То, что я сделал дальше, ничего не изменило бы, потому что в это время Уберто был уже мертв. Теперь я это знаю. Он уже поцеловал девушку, которую привели к нему, – или послали за ним. Но тогда я этого не знал и все же вмешался, чтобы удержать Морани ди Россо на месте после того, как мы оба услышали нечто, напоминающее звук падения тяжелого тела.
– Вам знакомо это стихотворение, синьор? Это перевод с языка ашаритов. Оно написано очень давно на западе, когда они правили в Эсперанье. Еще до того, как неверные пали, пораженные мечами святого Джада.
– Почему ты читаешь мне стихи иноверца? – Он опять повернулся ко мне.
– Гуарино говорит, что можно найти мудрость и красоту в неожиданных местах. Многими нашими познаниями о Древних мы обязаны именно ашаритам, их переводам.
– Я это знаю, – ответил Морани. Сделал еще несколько глотков из фляги, глядя на меня. – И также знаю, что они в данный момент хотят разрушить Сарантий, Золотой город… – его голос оборвался.
– Вы просили стихи о садах, – начал я, после чего мы опять услышали голос девушки – слишком тихий, чтобы разобрать слова. Но затем: «Мой господин, прошу вас!»
Страшно говорить о таком, но после этого Морани откинулся назад, убежденный, что все в порядке: в голосе женщины там, в комнате за его спиной, всего-навсего звучал ужас, слышанный нами уже много раз.
Знаю, знаю… я говорил, что он был добрым человеком. Вы можете согласиться со мной или нет – в конце Бог все равно всех рассудит по справедливости.
Я продолжил читать стихи. Имени поэта я не знал, ведь имена часто теряются в потоке времени. Мое вот, например, будет потеряно – я слишком мало сделал, чтобы меня запомнили. Уберто, возможно, вспомнят – как грязное чудовище или как правителя, который двадцать лет обеспечивал безопасность Милазии. Или по обеим причинам?
Думаю, и Фолько д’Акорси, и Теобальдо Монтиколу ди Ремиджио будут помнить долго. Может, я ошибаюсь. В том, что касается времени, всегда легко ошибиться. Я также понятия не имею, что о них скажут, когда пройдут столетия, а рассказы исказятся и станут ложью, когда, возможно, даже дворцы, которые возвели или перестроили по их приказу, станут руинами, и никто не будет знать, какими прекрасными были тот или иной мужчина или женщина, если только они не останутся запечатлены на портретах.
Возможно, именно живопись переживет всех нас. Впрочем, мне известно по крайней мере одно изображение великого Меркати, которое, хоть и великолепно как произведение искусства, совсем не похоже на живого человека, – а я видел того, кто изображен на той фреске.
С другой стороны, если уж говорить о мастерах искусств, переживших нас всех, то я той ночью читал стихотворение, которое мне очень нравилось, но понятия не имел, кто его написал.
Еще один вскрик, более тихий.
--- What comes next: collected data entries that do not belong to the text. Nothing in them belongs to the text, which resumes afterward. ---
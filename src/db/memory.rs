// src/db/memory.rs
//
// In-memory backend implementing every storage port. Used by the test
// suite and selected at bootstrap when no DATABASE_URL is configured.
// It honors the same contracts as the Postgres schema: unique email,
// client code, building name and property code; one link per
// (client, property) pair; cascade delete of links when a client or a
// property goes away.

use std::sync::{Mutex, MutexGuard, PoisonError};

use async_trait::async_trait;
use chrono::{NaiveDateTime, Utc};
use uuid::Uuid;

use crate::common::error::AppError;
use crate::models::{
    assignment::ClientProperty, auth::User, building::Building, client::Client,
    property::Property,
};

use super::{
    AssignmentRepo, BuildingRepo, ClientRepo, NewBuilding, NewClient, NewProperty, NewUser,
    PropertyRepo, UserRepo,
};

#[derive(Default)]
struct Tables {
    users: Vec<User>,
    clients: Vec<Client>,
    buildings: Vec<Building>,
    properties: Vec<Property>,
    links: Vec<ClientProperty>,
    next_user_id: i32,
    next_client_id: i32,
    next_building_id: i32,
    next_property_id: i32,
    next_link_id: i32,
}

#[derive(Default)]
pub struct MemoryStore {
    inner: Mutex<Tables>,
}

fn now() -> NaiveDateTime {
    Utc::now().naive_utc()
}

impl MemoryStore {
    pub fn new() -> Self {
        Self::default()
    }

    fn tables(&self) -> MutexGuard<'_, Tables> {
        // A poisoned lock still holds consistent data for our usage.
        self.inner.lock().unwrap_or_else(PoisonError::into_inner)
    }

    fn insert_building_locked(tables: &mut Tables, new_building: NewBuilding) -> Building {
        tables.next_building_id += 1;
        let building = Building {
            id: tables.next_building_id,
            name: new_building.name,
            year_built: new_building.year_built,
            nearest_bts: new_building.nearest_bts,
            nearest_mrt: new_building.nearest_mrt,
            distance_to_bts: new_building.distance_to_bts,
            distance_to_mrt: new_building.distance_to_mrt,
            facilities: new_building.facilities,
            photo_urls: new_building.photo_urls,
            created_at: now(),
        };
        tables.buildings.push(building.clone());
        building
    }

    fn insert_property_locked(
        tables: &mut Tables,
        row: NewProperty,
        building_id: i32,
    ) -> Property {
        tables.next_property_id += 1;
        let property = Property {
            id: tables.next_property_id,
            property_code: row.property_code,
            building_id,
            building_name: row.building_name,
            unit: row.unit,
            owner: row.owner,
            contact: row.contact,
            size: row.size,
            bedrooms: row.bedrooms,
            bathrooms: row.bathrooms,
            year_built: row.year_built,
            floor: row.floor,
            area: row.area,
            status: row.status,
            price: row.price,
            sell_price: row.sell_price,
            preferred_tenant: row.preferred_tenant,
            sent: row.sent,
            photo_urls: row.photo_urls,
            created_at: now(),
        };
        tables.properties.push(property.clone());
        property
    }
}

#[async_trait]
impl UserRepo for MemoryStore {
    async fn find_by_email(&self, email: &str) -> Result<Option<User>, AppError> {
        Ok(self.tables().users.iter().find(|u| u.email == email).cloned())
    }

    async fn find_by_uuid(&self, user_uuid: Uuid) -> Result<Option<User>, AppError> {
        Ok(self
            .tables()
            .users
            .iter()
            .find(|u| u.user_uuid == user_uuid)
            .cloned())
    }

    async fn create(&self, new_user: NewUser) -> Result<User, AppError> {
        let mut tables = self.tables();
        if tables.users.iter().any(|u| u.email == new_user.email) {
            return Err(AppError::Conflict(
                "User with that email already exists".to_string(),
            ));
        }
        tables.next_user_id += 1;
        let user = User {
            id: tables.next_user_id,
            user_uuid: new_user.user_uuid,
            password_hash: new_user.password_hash,
            first_name: new_user.first_name,
            last_name: new_user.last_name,
            email: new_user.email,
            created_at: now(),
        };
        tables.users.push(user.clone());
        Ok(user)
    }
}

#[async_trait]
impl ClientRepo for MemoryStore {
    async fn create(&self, new_client: NewClient) -> Result<Client, AppError> {
        let mut tables = self.tables();
        if tables.clients.iter().any(|c| c.code == new_client.code) {
            return Err(AppError::Conflict(
                "Client with that code already exists".to_string(),
            ));
        }
        tables.next_client_id += 1;
        let client = Client {
            id: tables.next_client_id,
            code: new_client.code,
            title: new_client.title,
            first_name: new_client.first_name,
            last_name: new_client.last_name,
            nationality: new_client.nationality,
            contact_type: new_client.contact_type,
            contact: new_client.contact,
            starting_date: new_client.starting_date,
            move_in: new_client.move_in,
            budget: new_client.budget,
            bedrooms: new_client.bedrooms,
            bath: new_client.bath,
            area: new_client.area,
            size: new_client.size,
            preferred: new_client.preferred,
            status: new_client.status,
            work_sheet: new_client.work_sheet,
            login_link: new_client.login_link,
            access_key: new_client.access_key,
            created_at: now(),
        };
        tables.clients.push(client.clone());
        Ok(client)
    }

    async fn find_by_id(&self, id: i32) -> Result<Option<Client>, AppError> {
        Ok(self.tables().clients.iter().find(|c| c.id == id).cloned())
    }

    async fn find_by_code(&self, code: &str) -> Result<Option<Client>, AppError> {
        Ok(self.tables().clients.iter().find(|c| c.code == code).cloned())
    }

    async fn list(&self) -> Result<Vec<Client>, AppError> {
        Ok(self.tables().clients.clone())
    }

    async fn update(&self, client: &Client) -> Result<(), AppError> {
        let mut tables = self.tables();
        if let Some(slot) = tables.clients.iter_mut().find(|c| c.id == client.id) {
            *slot = client.clone();
        }
        Ok(())
    }

    async fn delete(&self, id: i32) -> Result<(), AppError> {
        let mut tables = self.tables();
        tables.clients.retain(|c| c.id != id);
        // Cascade: links referencing the client go with it.
        tables.links.retain(|l| l.client_id != id);
        Ok(())
    }
}

#[async_trait]
impl BuildingRepo for MemoryStore {
    async fn create(&self, new_building: NewBuilding) -> Result<Building, AppError> {
        let mut tables = self.tables();
        if tables.buildings.iter().any(|b| b.name == new_building.name) {
            return Err(AppError::Conflict(
                "Building with that name already exists".to_string(),
            ));
        }
        Ok(Self::insert_building_locked(&mut tables, new_building))
    }

    async fn find_by_id(&self, id: i32) -> Result<Option<Building>, AppError> {
        Ok(self.tables().buildings.iter().find(|b| b.id == id).cloned())
    }

    async fn find_by_name(&self, name: &str) -> Result<Option<Building>, AppError> {
        Ok(self.tables().buildings.iter().find(|b| b.name == name).cloned())
    }

    async fn list(&self, search: Option<&str>) -> Result<Vec<Building>, AppError> {
        let tables = self.tables();
        match search.filter(|s| !s.is_empty()) {
            Some(term) => {
                let term = term.to_lowercase();
                Ok(tables
                    .buildings
                    .iter()
                    .filter(|b| b.name.to_lowercase().contains(&term))
                    .cloned()
                    .collect())
            }
            None => Ok(tables.buildings.clone()),
        }
    }

    async fn update(&self, building: &Building) -> Result<(), AppError> {
        let mut tables = self.tables();
        if tables
            .buildings
            .iter()
            .any(|b| b.id != building.id && b.name == building.name)
        {
            return Err(AppError::Conflict(
                "Building with that name already exists".to_string(),
            ));
        }
        if let Some(slot) = tables.buildings.iter_mut().find(|b| b.id == building.id) {
            *slot = building.clone();
        }
        Ok(())
    }

    async fn delete(&self, id: i32) -> Result<(), AppError> {
        self.tables().buildings.retain(|b| b.id != id);
        Ok(())
    }
}

#[async_trait]
impl PropertyRepo for MemoryStore {
    async fn create(&self, new_property: NewProperty) -> Result<Property, AppError> {
        let mut tables = self.tables();
        if tables
            .properties
            .iter()
            .any(|p| p.property_code == new_property.property_code)
        {
            return Err(AppError::Conflict(
                "Property with that code already exists".to_string(),
            ));
        }
        let building_id = new_property
            .building_id
            .ok_or_else(|| AppError::BadRequest("building_id is required".to_string()))?;
        Ok(Self::insert_property_locked(
            &mut tables,
            new_property,
            building_id,
        ))
    }

    async fn find_by_id(&self, id: i32) -> Result<Option<Property>, AppError> {
        Ok(self.tables().properties.iter().find(|p| p.id == id).cloned())
    }

    async fn find_by_code(&self, code: &str) -> Result<Option<Property>, AppError> {
        Ok(self
            .tables()
            .properties
            .iter()
            .find(|p| p.property_code == code)
            .cloned())
    }

    async fn list(&self) -> Result<Vec<Property>, AppError> {
        Ok(self.tables().properties.clone())
    }

    async fn update(&self, property: &Property) -> Result<(), AppError> {
        let mut tables = self.tables();
        if tables
            .properties
            .iter()
            .any(|p| p.id != property.id && p.property_code == property.property_code)
        {
            return Err(AppError::Conflict(
                "Property with that code already exists".to_string(),
            ));
        }
        if let Some(slot) = tables.properties.iter_mut().find(|p| p.id == property.id) {
            *slot = property.clone();
        }
        Ok(())
    }

    async fn delete(&self, id: i32) -> Result<(), AppError> {
        let mut tables = self.tables();
        tables.properties.retain(|p| p.id != id);
        // Cascade: links referencing the property go with it.
        tables.links.retain(|l| l.property_id != id);
        Ok(())
    }

    async fn exists_for_building(&self, building_id: i32) -> Result<bool, AppError> {
        Ok(self
            .tables()
            .properties
            .iter()
            .any(|p| p.building_id == building_id))
    }

    async fn bulk_create(&self, rows: Vec<NewProperty>) -> Result<(u32, u32), AppError> {
        let mut created: u32 = 0;
        let mut skipped: u32 = 0;
        let mut tables = self.tables();

        for row in rows {
            if tables
                .properties
                .iter()
                .any(|p| p.property_code == row.property_code)
            {
                skipped += 1;
                continue;
            }

            let building_id = match (row.building_id, row.building_name.as_deref()) {
                (Some(id), _) => {
                    if !tables.buildings.iter().any(|b| b.id == id) {
                        skipped += 1;
                        continue;
                    }
                    id
                }
                (None, Some(name)) => match tables.buildings.iter().find(|b| b.name == name) {
                    Some(b) => b.id,
                    None => {
                        let new_building = NewBuilding {
                            name: name.to_string(),
                            ..NewBuilding::default()
                        };
                        Self::insert_building_locked(&mut tables, new_building).id
                    }
                },
                (None, None) => {
                    skipped += 1;
                    continue;
                }
            };

            Self::insert_property_locked(&mut tables, row, building_id);
            created += 1;
        }

        Ok((created, skipped))
    }
}

#[async_trait]
impl AssignmentRepo for MemoryStore {
    async fn find(
        &self,
        client_id: i32,
        property_id: i32,
    ) -> Result<Option<ClientProperty>, AppError> {
        Ok(self
            .tables()
            .links
            .iter()
            .find(|l| l.client_id == client_id && l.property_id == property_id)
            .cloned())
    }

    async fn insert(&self, client_id: i32, property_id: i32) -> Result<ClientProperty, AppError> {
        let mut tables = self.tables();
        if tables
            .links
            .iter()
            .any(|l| l.client_id == client_id && l.property_id == property_id)
        {
            return Err(AppError::Conflict("Property already assigned".to_string()));
        }
        tables.next_link_id += 1;
        let link = ClientProperty {
            id: tables.next_link_id,
            client_id,
            property_id,
            comment: None,
            is_active: false,
            created_at: now(),
        };
        tables.links.push(link.clone());
        Ok(link)
    }

    async fn update(&self, link: &ClientProperty) -> Result<(), AppError> {
        let mut tables = self.tables();
        if let Some(slot) = tables.links.iter_mut().find(|l| l.id == link.id) {
            *slot = link.clone();
        }
        Ok(())
    }

    async fn delete(&self, client_id: i32, property_id: i32) -> Result<bool, AppError> {
        let mut tables = self.tables();
        let before = tables.links.len();
        tables
            .links
            .retain(|l| !(l.client_id == client_id && l.property_id == property_id));
        Ok(tables.links.len() != before)
    }

    async fn list_for_client(&self, client_id: i32) -> Result<Vec<ClientProperty>, AppError> {
        let mut links: Vec<ClientProperty> = self
            .tables()
            .links
            .iter()
            .filter(|l| l.client_id == client_id)
            .cloned()
            .collect();
        links.sort_by_key(|l| l.id);
        Ok(links)
    }
}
На этот раз в нем слышалась не столько физическая боль, сколько душевное страдание. И он по-прежнему доносился не с той стороны комнаты, где стояла кровать, а ближе к гобеленам.
– Следует ли мне окликнуть его? – спросил Морани.
Он никогда не задавал мне таких вопросов и сам, следуя инструкциям графа, время от времени окликал его из-за двери.